Leonida si volta verso di lui, spazientito. ― Volete dire qualcosa?
Vortiger si mostra sorpreso. ― Io? Cos'altro posso aggiungere, vostra Maestà? La regina ha deciso di regalare il cibo. Domani cosa regalerà ai poveri che affollano le vie della capitale? Oro? Gioielli? Perché non un titolo nobiliare come volete fare con quel mercante?
Mirande gli rivolge un'occhiataccia. ― Non c'è alcun bisogno di essere sarcastico, lord Vortiger. L'oro e i gioielli non si mangiano.
― Se volete sapere la verità ― dice Vortiger stizzito. ― I campi di Lyonesse non possono produrre cibo per tutti. Non ne avrete mai abbastanza per sfamare i poveri della capitale.
― Non è un buon motivo per buttarlo via ― risponde Mirande.
― Lo è, se vogliamo averne abbastanza per noi.
― Ma noi non soffriamo la fame.
Vortiger si alza. ― Solo perché io faccio in modo di amministrare con cura il poco che abbiamo.
Leonida gli fa cenno con la mano di sedersi. ― Lord Vortiger, scusatevi con la regina. Adesso.
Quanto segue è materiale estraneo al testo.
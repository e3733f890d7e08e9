//! Response models for the admin HTTP surface
//!
//! DTOs serialized as JSON by the `/health` and `/stats` endpoints.

pub mod responses;

// Re-export commonly used types
pub use responses::{HealthResponse, StatsResponse};
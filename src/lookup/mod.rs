//! Lookup Module
//!
//! Routes parsed requests to their table and answers them cache-first.

mod dispatcher;
mod table;

pub use dispatcher::Dispatcher;
pub use table::{Table, TableTtls};
//! Request Dispatcher
//!
//! Parses a request, routes it to its table and answers from the cache,
//! falling back to the directory on a miss.

use std::sync::Arc;

use tracing::{debug, warn};

use crate::cache::{CachedResult, LookupCache};
use crate::directory::DirectoryProvider;
use crate::error::{ProviderResult, RequestError};
use crate::lookup::{Table, TableTtls};
use crate::protocol::{Request, Response};

/// Message sent with `TEMP` when the directory fails.
const DIRECTORY_UNAVAILABLE: &str = "directory unavailable";

/// Answers socketmap requests. Cheap to clone; clones share the cache and
/// directory.
#[derive(Clone)]
pub struct Dispatcher {
    cache: Arc<LookupCache>,
    directory: Arc<dyn DirectoryProvider>,
    ttls: TableTtls,
}

impl Dispatcher {
    /// Creates a dispatcher with the default table TTLs.
    pub fn new(cache: Arc<LookupCache>, directory: Arc<dyn DirectoryProvider>) -> Self {
        Self {
            cache,
            directory,
            ttls: TableTtls::default(),
        }
    }

    /// Overrides the table TTLs.
    pub fn with_ttls(mut self, ttls: TableTtls) -> Self {
        self.ttls = ttls;
        self
    }

    /// Shared lookup cache.
    pub fn cache(&self) -> &Arc<LookupCache> {
        &self.cache
    }

    /// Answers a raw frame payload.
    pub async fn dispatch_payload(&self, payload: &[u8]) -> Response {
        match Request::from_payload(payload) {
            Ok(request) => self.lookup(&request).await,
            Err(err) => reject(err),
        }
    }

    /// Answers request text of the form `<table> <key>`.
    pub async fn dispatch(&self, raw: &str) -> Response {
        match Request::parse(raw) {
            Ok(request) => self.lookup(&request).await,
            Err(err) => reject(err),
        }
    }

    /// Answers a parsed request.
    ///
    /// Unknown tables answer `NOTFOUND` so the caller treats them like an
    /// absent key.
    pub async fn lookup(&self, request: &Request) -> Response {
        let Some(table) = Table::from_name(&request.table) else {
            debug!(table = %request.table, "unknown table");
            return Response::NotFound;
        };

        match self.resolve(table, &request.key).await {
            Ok(result) => render(table, &request.key, result),
            Err(err) => {
                warn!(table = table.name(), key = %request.key, error = %err, "directory lookup failed");
                Response::TemporaryFailure(DIRECTORY_UNAVAILABLE.to_string())
            }
        }
    }

    /// Returns the live cached result, or queries the directory and caches
    /// its answer. Directory errors are not cached.
    async fn resolve(&self, table: Table, key: &str) -> ProviderResult<CachedResult> {
        if let Some(entry) = self.cache.get(table.namespace(), key) {
            debug!(table = table.name(), key, "cache hit");
            return Ok(entry.result);
        }

        let result = match table {
            Table::UserExists => CachedResult::from_exists(self.directory.user_exists(key).await?),
            Table::VirtualDomains => {
                CachedResult::from_exists(self.directory.domain_exists(key).await?)
            }
            Table::VirtualAliases => {
                CachedResult::from_destination(self.directory.resolve_alias(key).await?)
            }
        };

        debug!(table = table.name(), key, exists = result.exists(), "cache miss, directory answered");
        self.cache
            .put(table.namespace(), key, result.clone(), self.ttls.for_table(table));
        Ok(result)
    }
}

fn reject(err: RequestError) -> Response {
    debug!(error = %err, "rejected request");
    Response::PermanentFailure(err.to_string())
}

fn render(table: Table, key: &str, result: CachedResult) -> Response {
    match (table, result) {
        (Table::UserExists, CachedResult::Exists(_)) => Response::Found(key.to_string()),
        (Table::VirtualDomains, CachedResult::Exists(_)) => Response::Found(String::new()),
        (Table::VirtualAliases, CachedResult::Exists(Some(destination))) => {
            Response::Found(destination)
        }
        _ => Response::NotFound,
    }
}
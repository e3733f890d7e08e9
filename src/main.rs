//! Socketmap - A Postfix socketmap lookup responder
//!
//! Binary entry point: configures logging, binds the socketmap listener and
//! the optional admin endpoint, and runs until Ctrl+C or SIGTERM.

use std::sync::Arc;

use anyhow::Context;
use tokio::signal;
use tracing::{error, info};
use tracing_subscriber::{layer::SubscriberExt, util::SubscriberInitExt};

use socketmap::api::create_router;
use socketmap::cache::LookupCache;
use socketmap::{AppState, Config, Dispatcher, Server, StaticDirectory};

/// Main entry point for the socketmap responder.
///
/// # Startup Sequence
/// 1. Initialize tracing subscriber for logging
/// 2. Load configuration from environment variables
/// 3. Build the shared cache, directory and dispatcher
/// 4. Bind the socketmap listener
/// 5. Start the admin HTTP server if configured
/// 6. Serve until SIGINT/SIGTERM
#[tokio::main]
async fn main() {
    // Defaults to "info" level, can be overridden with RUST_LOG env var
    tracing_subscriber::registry()
        .with(
            tracing_subscriber::EnvFilter::try_from_default_env()
                .unwrap_or_else(|_| "socketmap=info,tower_http=info".into()),
        )
        .with(tracing_subscriber::fmt::layer())
        .init();

    if let Err(err) = run().await {
        error!("{err:#}");
        std::process::exit(1);
    }
}

async fn run() -> anyhow::Result<()> {
    info!("Starting socketmap service");

    let config = Config::from_env();
    info!(
        "Configuration loaded: host={}, port={}, read_timeout={}s, write_timeout={}s, ttls(user={}s, domain={}s, alias={}s), admin_port={:?}",
        config.host,
        config.port,
        config.read_timeout,
        config.write_timeout,
        config.user_ttl,
        config.domain_ttl,
        config.alias_ttl,
        config.admin_port
    );

    let cache = Arc::new(LookupCache::new());
    let dispatcher = Dispatcher::new(cache.clone(), Arc::new(StaticDirectory::demo()))
        .with_ttls(config.table_ttls());

    let server = Server::bind(config.bind_addr(), dispatcher, config.connection_settings())
        .await
        .with_context(|| format!("failed to bind {}:{}", config.host, config.port))?;
    info!("Socketmap service listening on {}", server.local_addr()?);

    if let Some((host, port)) = config.admin_addr() {
        let listener = tokio::net::TcpListener::bind((host, port))
            .await
            .with_context(|| format!("failed to bind admin endpoint {host}:{port}"))?;
        let app = create_router(AppState::new(cache, server.stats()));
        info!("Admin endpoint listening on http://{}", listener.local_addr()?);

        tokio::spawn(async move {
            if let Err(err) = axum::serve(listener, app).await {
                error!("admin endpoint failed: {err}");
            }
        });
    }

    server.run_until(shutdown_signal()).await;

    info!("Server shutdown complete");
    Ok(())
}

/// Waits for shutdown signal (Ctrl+C or SIGTERM).
async fn shutdown_signal() {
    let ctrl_c = async {
        if let Err(err) = signal::ctrl_c().await {
            error!("Failed to install Ctrl+C handler: {err}");
            std::future::pending::<()>().await;
        }
    };

    #[cfg(unix)]
    let terminate = async {
        match signal::unix::signal(signal::unix::SignalKind::terminate()) {
            Ok(mut sigterm) => {
                sigterm.recv().await;
            }
            Err(err) => {
                error!("Failed to install SIGTERM handler: {err}");
                std::future::pending::<()>().await;
            }
        }
    };

    #[cfg(not(unix))]
    let terminate = std::future::pending::<()>();

    tokio::select! {
        _ = ctrl_c => {
            info!("Received Ctrl+C, initiating shutdown...");
        }
        _ = terminate => {
            info!("Received SIGTERM, initiating shutdown...");
        }
    }
}
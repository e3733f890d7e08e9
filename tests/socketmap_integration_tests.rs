//! Integration Tests for the Socketmap Listener
//!
//! Drives a real TCP listener with netstring frames.

use std::net::SocketAddr;
use std::sync::Arc;
use std::time::Duration;

use socketmap::cache::LookupCache;
use socketmap::protocol::{encode, read_frame};
use socketmap::server::{ConnectionSettings, ConnectionStats};
use socketmap::{Dispatcher, Server, StaticDirectory};
use tokio::io::{AsyncReadExt, AsyncWriteExt};
use tokio::net::TcpStream;
use tokio::sync::oneshot;
use tokio::task::JoinHandle;

// == Helper Functions ==

struct TestServer {
    addr: SocketAddr,
    cache: Arc<LookupCache>,
    stats: Arc<ConnectionStats>,
    shutdown: oneshot::Sender<()>,
    handle: JoinHandle<()>,
}

async fn start_server(directory: StaticDirectory, settings: ConnectionSettings) -> TestServer {
    let cache = Arc::new(LookupCache::new());
    let dispatcher = Dispatcher::new(cache.clone(), Arc::new(directory));
    let server = Server::bind("127.0.0.1:0", dispatcher, settings)
        .await
        .unwrap();
    let addr = server.local_addr().unwrap();
    let stats = server.stats();
    let (shutdown, rx) = oneshot::channel::<()>();
    let handle = tokio::spawn(server.run_until(async {
        let _ = rx.await;
    }));

    TestServer {
        addr,
        cache,
        stats,
        shutdown,
        handle,
    }
}

async fn start_demo_server() -> TestServer {
    start_server(StaticDirectory::demo(), ConnectionSettings::default()).await
}

async fn query(stream: &mut TcpStream, request: &str) -> String {
    stream.write_all(&encode(request.as_bytes())).await.unwrap();
    let frame = read_frame(stream, 100_000).await.unwrap().unwrap();
    String::from_utf8(frame.into_payload()).unwrap()
}

/// Reads until the server closes the connection, returning what arrived.
///
/// A reset counts as closed: the server may drop unread bytes.
async fn read_to_close(stream: &mut TcpStream) -> Vec<u8> {
    let mut rest = Vec::new();
    let result = tokio::time::timeout(Duration::from_secs(5), stream.read_to_end(&mut rest))
        .await
        .expect("server should close the connection");
    if let Err(err) = result {
        assert_eq!(err.kind(), std::io::ErrorKind::ConnectionReset);
    }
    rest
}

// == End-to-End Tests ==

#[tokio::test]
async fn test_user_exists_exact_wire_bytes() {
    let directory = StaticDirectory::new().with_user("admin@example.com");
    let server = start_server(directory, ConnectionSettings::default()).await;
    let mut stream = TcpStream::connect(server.addr).await.unwrap();

    stream
        .write_all(b"29:user-exists admin@example.com,")
        .await
        .unwrap();

    let expected = b"20:OK admin@example.com,";
    let mut buf = vec![0u8; expected.len()];
    stream.read_exact(&mut buf).await.unwrap();
    assert_eq!(buf, expected);
}

#[tokio::test]
async fn test_all_tables_on_one_connection() {
    let server = start_demo_server().await;
    let mut stream = TcpStream::connect(server.addr).await.unwrap();

    assert_eq!(
        query(&mut stream, "user-exists test@example.com").await,
        "OK test@example.com"
    );
    assert_eq!(query(&mut stream, "virtual-domains example.com").await, "OK");
    assert_eq!(
        query(&mut stream, "virtual-aliases postmaster@example.com").await,
        "OK admin@example.com"
    );
    assert_eq!(query(&mut stream, "virtual-domains other.org").await, "NOTFOUND");
    assert_eq!(query(&mut stream, "unknown-table anything").await, "NOTFOUND");
    assert_eq!(
        query(&mut stream, "onlyonetoken").await,
        "PERM invalid request format"
    );
    assert_eq!(
        query(&mut stream, "user-exists user@example.com").await,
        "OK user@example.com"
    );

    assert_eq!(server.stats.snapshot().requests, 7);
}

#[tokio::test]
async fn test_empty_frame_gets_no_reply() {
    let server = start_demo_server().await;
    let mut stream = TcpStream::connect(server.addr).await.unwrap();

    stream.write_all(b"0:,").await.unwrap();
    assert_eq!(
        query(&mut stream, "virtual-domains test.com").await,
        "OK"
    );
}

#[tokio::test]
async fn test_cache_is_shared_across_connections() {
    let server = start_demo_server().await;

    let mut first = TcpStream::connect(server.addr).await.unwrap();
    query(&mut first, "virtual-aliases info@example.com").await;
    drop(first);

    let mut second = TcpStream::connect(server.addr).await.unwrap();
    assert_eq!(
        query(&mut second, "virtual-aliases info@example.com").await,
        "OK admin@example.com"
    );

    let stats = server.cache.stats();
    assert_eq!(stats.inserts, 1);
    assert_eq!(stats.hits, 1);
}

// == Error Handling Tests ==

#[tokio::test]
async fn test_malformed_frame_closes_connection() {
    let server = start_demo_server().await;
    let mut stream = TcpStream::connect(server.addr).await.unwrap();

    stream.write_all(b"xyz:user-exists a,").await.unwrap();

    assert!(read_to_close(&mut stream).await.is_empty());
}

#[tokio::test]
async fn test_wrong_terminator_closes_connection() {
    let server = start_demo_server().await;
    let mut stream = TcpStream::connect(server.addr).await.unwrap();

    stream
        .write_all(b"28:user-exists test@example.com!")
        .await
        .unwrap();

    assert!(read_to_close(&mut stream).await.is_empty());
}

#[tokio::test]
async fn test_oversized_frame_closes_connection() {
    let settings = ConnectionSettings {
        max_frame_len: 64,
        ..ConnectionSettings::default()
    };
    let server = start_server(StaticDirectory::demo(), settings).await;
    let mut stream = TcpStream::connect(server.addr).await.unwrap();

    stream.write_all(b"65:").await.unwrap();

    assert!(read_to_close(&mut stream).await.is_empty());
}

#[tokio::test]
async fn test_idle_connection_is_closed() {
    let settings = ConnectionSettings {
        read_timeout: Duration::from_millis(200),
        ..ConnectionSettings::default()
    };
    let server = start_server(StaticDirectory::demo(), settings).await;
    let mut stream = TcpStream::connect(server.addr).await.unwrap();

    assert_eq!(
        query(&mut stream, "user-exists test@example.com").await,
        "OK test@example.com"
    );
    assert!(read_to_close(&mut stream).await.is_empty());
}

// == Concurrency Tests ==

#[tokio::test]
async fn test_stalled_client_does_not_block_others() {
    let server = start_demo_server().await;

    let mut stalled = TcpStream::connect(server.addr).await.unwrap();
    stalled.write_all(b"28:user-exists te").await.unwrap();

    let mut active = TcpStream::connect(server.addr).await.unwrap();
    let answer = tokio::time::timeout(
        Duration::from_secs(2),
        query(&mut active, "user-exists test@example.com"),
    )
    .await
    .expect("active client should be answered while another stalls");
    assert_eq!(answer, "OK test@example.com");
}

#[tokio::test(flavor = "multi_thread", worker_threads = 4)]
async fn test_concurrent_clients() {
    let server = start_demo_server().await;
    let addr = server.addr;

    let clients: Vec<_> = (0..20)
        .map(|i| {
            tokio::spawn(async move {
                let mut stream = TcpStream::connect(addr).await.unwrap();
                for round in 0..10 {
                    let user = format!("user{}@example.com", (i + round) % 5);
                    let answer = query(&mut stream, &format!("user-exists {user}")).await;
                    assert_eq!(answer, format!("OK {user}"));
                }
            })
        })
        .collect();

    for client in clients {
        client.await.unwrap();
    }

    let snapshot = server.stats.snapshot();
    assert_eq!(snapshot.accepted, 20);
    assert_eq!(snapshot.requests, 200);
    assert_eq!(server.cache.len(), 5);
}

// == Lifecycle Tests ==

#[tokio::test]
async fn test_shutdown_stops_listener() {
    let server = start_demo_server().await;

    server.shutdown.send(()).unwrap();
    tokio::time::timeout(Duration::from_secs(2), server.handle)
        .await
        .expect("listener should stop after shutdown")
        .unwrap();

    assert!(TcpStream::connect(server.addr).await.is_err());
}
//! Server Module
//!
//! TCP listener and the per-connection request loop.

mod connection;
mod listener;
mod stats;

pub use connection::{handle_connection, CloseReason, ConnectionSettings};
pub use listener::Server;
pub use stats::{ActiveConnection, ConnectionStats, ConnectionStatsSnapshot};
//! API Handlers
//!
//! HTTP request handlers for the admin endpoints.

use std::sync::Arc;

use axum::{extract::State, Json};

use crate::cache::LookupCache;
use crate::models::{HealthResponse, StatsResponse};
use crate::server::ConnectionStats;

/// Application state shared across all handlers.
///
/// Holds the same cache and counters the socketmap listener updates.
#[derive(Clone)]
pub struct AppState {
    /// Shared lookup cache
    pub cache: Arc<LookupCache>,
    /// Listener counters
    pub connections: Arc<ConnectionStats>,
}

impl AppState {
    /// Creates a new AppState.
    pub fn new(cache: Arc<LookupCache>, connections: Arc<ConnectionStats>) -> Self {
        Self { cache, connections }
    }
}

/// Handler for GET /stats
///
/// Returns current cache and connection statistics.
pub async fn stats_handler(State(state): State<AppState>) -> Json<StatsResponse> {
    Json(StatsResponse::new(
        state.cache.stats(),
        state.connections.snapshot(),
    ))
}

/// Handler for GET /health
///
/// Returns health status of the server.
pub async fn health_handler() -> Json<HealthResponse> {
    Json(HealthResponse::healthy())
}

#[cfg(test)]
mod tests {
    use super::*;
    use crate::cache::CachedResult;
    use std::time::Duration;

    #[tokio::test]
    async fn test_stats_handler() {
        let state = AppState::new(
            Arc::new(LookupCache::new()),
            Arc::new(ConnectionStats::new()),
        );
        state.cache.put(
            "user",
            "test@example.com",
            CachedResult::Exists(None),
            Duration::from_secs(60),
        );
        state.cache.get("user", "test@example.com");

        let response = stats_handler(State(state)).await;
        assert_eq!(response.cache.hits, 1);
        assert_eq!(response.cache.total_entries, 1);
        assert_eq!(response.connections.accepted, 0);
    }

    #[tokio::test]
    async fn test_health_handler() {
        let response = health_handler().await;
        assert_eq!(response.status, "healthy");
    }
}
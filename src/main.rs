use std::io::{self, Read, Write};
use std::path::{Path, PathBuf};
use std::process::ExitCode;
use std::time::Duration;

use clap::{Parser, Subcommand, ValueEnum};

use foodrec::food::{NO_RECOMMENDATIONS_PLACEHOLDER, NO_RESTRICTIONS_PLACEHOLDER};
use foodrec::render::{self, OutputFormat};
use foodrec::view::{FollowUpView, HistoryView, TimelineView};
use foodrec::{
    ApiClient, ClientConfig, DiseaseType, Error, FollowUpRequest, RawSource,
    RecommendationRequest, RecommendationView, Session, ViewOptions,
};

/// Get dietary recommendations from the food recommendation API and render
/// them as clean HTML, Markdown or text.
#[derive(Parser)]
#[command(version, about)]
struct Cli {
    #[command(subcommand)]
    command: Command,

    /// Base URL of the API (overrides FOODREC_API_URL).
    #[arg(long, global = true, value_name = "URL")]
    api_url: Option<String>,

    /// Request timeout in seconds (overrides FOODREC_TIMEOUT_SECS).
    #[arg(
        long,
        global = true,
        value_name = "SECS",
        value_parser = clap::value_parser!(u64).range(1..)
    )]
    timeout: Option<u64>,

    /// Output format.
    #[arg(short, long, global = true, value_enum, default_value_t = Format::Markdown)]
    format: Format,

    /// Payload field shown as the raw response section.
    #[arg(long, global = true, value_enum, default_value_t = RawSourceArg::Recommendations)]
    raw_source: RawSourceArg,

    /// Write output to a file instead of stdout.
    #[arg(short, long, global = true, value_name = "PATH")]
    output: Option<PathBuf>,
}

#[derive(Subcommand)]
enum Command {
    /// Normalize a notes blob read from a file or stdin.
    Notes {
        /// Input file. Omit to read from stdin.
        file: Option<PathBuf>,
    },
    /// Render a recommendation payload (JSON) read from a file or stdin.
    Render {
        /// Input file. Omit to read from stdin.
        file: Option<PathBuf>,
    },
    /// Ask the API for a recommendation and render it.
    Recommend {
        /// Disease or condition name.
        #[arg(short, long)]
        disease: String,

        #[arg(long = "type", value_enum, default_value_t = DiseaseTypeArg::Chronic)]
        disease_type: DiseaseTypeArg,

        /// Severity from 1 (mild) to 10 (severe).
        #[arg(long, value_parser = clap::value_parser!(u8).range(1..=10))]
        severity: Option<u8>,

        /// Preferred AI provider.
        #[arg(long)]
        provider: Option<String>,

        /// Use the detailed endpoint.
        #[arg(long)]
        detailed: bool,
    },
    /// Report a follow-up on a case.
    Feedback {
        /// Case id. Defaults to the most recent case in the history.
        #[arg(long)]
        case: Option<u64>,

        /// How the patient feels now, e.g. "Feeling better".
        #[arg(long)]
        condition: String,

        #[arg(long, default_value = "")]
        notes: String,
    },
    /// List past recommendations.
    History {
        #[arg(long, default_value_t = 0)]
        page: u32,

        #[arg(long, default_value_t = 10)]
        size: u32,
    },
    /// Render a stored recommendation again.
    Show { id: u64 },
    /// List the cases of the logged-in user.
    Cases,
    /// Show the follow-up timeline of a case.
    Timeline { id: u64 },
    /// Delete a past recommendation.
    Delete { id: u64 },
    /// Check that the API is reachable.
    Health,
}

#[derive(Clone, Copy, ValueEnum)]
enum Format {
    Html,
    Markdown,
    Text,
}

impl From<Format> for OutputFormat {
    fn from(format: Format) -> Self {
        match format {
            Format::Html => OutputFormat::Html,
            Format::Markdown => OutputFormat::Markdown,
            Format::Text => OutputFormat::Text,
        }
    }
}

#[derive(Clone, Copy, ValueEnum)]
enum RawSourceArg {
    Notes,
    Recommendations,
    None,
}

impl From<RawSourceArg> for RawSource {
    fn from(source: RawSourceArg) -> Self {
        match source {
            RawSourceArg::Notes => RawSource::AdditionalNotes,
            RawSourceArg::Recommendations => RawSource::Recommendations,
            RawSourceArg::None => RawSource::None,
        }
    }
}

#[derive(Clone, Copy, ValueEnum)]
enum DiseaseTypeArg {
    Chronic,
    Acute,
}

impl From<DiseaseTypeArg> for DiseaseType {
    fn from(kind: DiseaseTypeArg) -> Self {
        match kind {
            DiseaseTypeArg::Chronic => DiseaseType::Chronic,
            DiseaseTypeArg::Acute => DiseaseType::Acute,
        }
    }
}

fn build_config(cli: &Cli) -> Result<ClientConfig, Error> {
    let mut config = ClientConfig::from_env()?;
    if let Some(url) = &cli.api_url {
        config = config.with_base_url(url);
    }
    if let Some(secs) = cli.timeout {
        config = config.with_timeout(Duration::from_secs(secs));
    }
    Ok(config)
}

fn view_options(cli: &Cli) -> ViewOptions {
    ViewOptions {
        raw_source: cli.raw_source.into(),
        eat_placeholder: NO_RECOMMENDATIONS_PLACEHOLDER.to_string(),
        avoid_placeholder: NO_RESTRICTIONS_PLACEHOLDER.to_string(),
    }
}

fn read_input(file: Option<&Path>) -> Result<String, Error> {
    match file {
        Some(path) => Ok(std::fs::read_to_string(path)?),
        None => {
            let mut text = String::new();
            io::stdin().read_to_string(&mut text)?;
            Ok(text)
        }
    }
}

fn execute(cli: &Cli) -> Result<String, Error> {
    let format: OutputFormat = cli.format.into();

    match &cli.command {
        Command::Notes { file } => {
            let text = read_input(file.as_deref())?;
            let blocks = foodrec::normalize_notes(Some(&text));
            Ok(render::render_blocks(&blocks, format))
        }
        Command::Render { file } => {
            let json = read_input(file.as_deref())?;
            foodrec::render_payload(&json, &view_options(cli), format)
        }
        Command::Recommend {
            disease,
            disease_type,
            severity,
            provider,
            detailed,
        } => {
            let client = ApiClient::new(build_config(cli)?);
            let mut request =
                RecommendationRequest::new(disease.as_str()).with_disease_type((*disease_type).into());
            if let Some(level) = severity {
                request = request.with_severity(*level);
            }
            if let Some(provider) = provider {
                request = request.with_ai_provider(provider.as_str());
            }
            let payload = if *detailed {
                client.recommend_detailed(&request)?
            } else {
                client.recommend(&request)?
            };
            let view = RecommendationView::from_payload(&payload, &view_options(cli));
            Ok(render::render_view(&view, format))
        }
        Command::Feedback {
            case,
            condition,
            notes,
        } => {
            let client = ApiClient::new(build_config(cli)?);
            let session = match case {
                Some(id) => Session::for_case(*id),
                None => client.latest_session()?,
            };
            let request = FollowUpRequest::new(condition.as_str(), notes.as_str());
            let analysis = client.submit_feedback(&session, &request)?;
            Ok(render::render_follow_up(
                &FollowUpView::from_analysis(&analysis),
                format,
            ))
        }
        Command::History { page, size } => {
            let client = ApiClient::new(build_config(cli)?);
            let history = client.history(*page, *size)?;
            Ok(render::render_history(&HistoryView::from_page(&history), format))
        }
        Command::Show { id } => {
            let client = ApiClient::new(build_config(cli)?);
            let record = client.history_entry(*id)?;
            let view = RecommendationView::from_payload(&record.to_payload(), &view_options(cli));
            Ok(render::render_view(&view, format))
        }
        Command::Cases => {
            let client = ApiClient::new(build_config(cli)?);
            let cases = client.cases()?;
            Ok(render::render_history(&HistoryView::from_cases(&cases), format))
        }
        Command::Timeline { id } => {
            let client = ApiClient::new(build_config(cli)?);
            let entries = client.timeline(*id)?;
            Ok(render::render_timeline(
                &TimelineView::from_entries(&entries),
                format,
            ))
        }
        Command::Delete { id } => {
            let client = ApiClient::new(build_config(cli)?);
            let message = client.delete_history_entry(*id)?;
            Ok(format!("{message}\n"))
        }
        Command::Health => {
            let client = ApiClient::new(build_config(cli)?);
            let health = client.health()?;
            Ok(match health.message {
                Some(message) => format!("API status: {} ({message})\n", health.status),
                None => format!("API status: {}\n", health.status),
            })
        }
    }
}

fn run(cli: Cli) -> Result<ExitCode, ExitCode> {
    let output_buf = execute(&cli).map_err(|e| {
        eprintln!("error: {e}");
        ExitCode::from(1)
    })?;

    if let Some(ref out_path) = cli.output {
        std::fs::write(out_path, &output_buf).map_err(|e| {
            eprintln!("error: {}: {e}", out_path.display());
            ExitCode::from(1)
        })?;
    } else {
        io::stdout().write_all(output_buf.as_bytes()).map_err(|e| {
            eprintln!("error: stdout: {e}");
            ExitCode::from(1)
        })?;
    }

    Ok(ExitCode::SUCCESS)
}

fn main() -> ExitCode {
    env_logger::Builder::from_env(env_logger::Env::default().default_filter_or("warn"))
        .try_init()
        .ok();

    let cli = Cli::parse();
    match run(cli) {
        Ok(code) => code,
        Err(code) => code,
    }
}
― Chiedo il vostro perdono, mia regina. ― Vortiger si esibisce in un inchino. ― Col vostro permesso, vorrei ritirarmi nelle mie stanze.
― Accordato ― dice rapido Leonida.
Vortiger lascia la sala con passi veloci e nervosi.
Leonida scuote la testa. ― Deve essere impazzito a parlarti in questo modo ― dice rivolto alla moglie. ― Domani dovrà scusarsi sul serio o se ne pentirà.
― Perché lo tieni ancora con noi? ― domanda Mirande. ― Dicevi di volerlo cacciare dopo che tuo padre lo sorprese a rubare dal tesoro.
― Era solo una piccola somma. E poi mi serve. È un ladro e un bugiardo, ma è abile a far quadrare i conti. Senza di lui il regno sarebbe in bancarotta. ― Leonida batte il pugno sul tavolo facendo sobbalzare bicchieri e posate. ― Ormai passa quasi tutto il tempo nel suo studio a progettare strani marchingegni. Non può fare molti danni.
― Leonida ― dice Philip serio. ― Mirande ha ragione. È un ladro. Devi cacciarlo via. Avalon vi aiuterà a superare questo momento difficile.
Leonida trae un profondo respiro. ― Ci penserò sopra.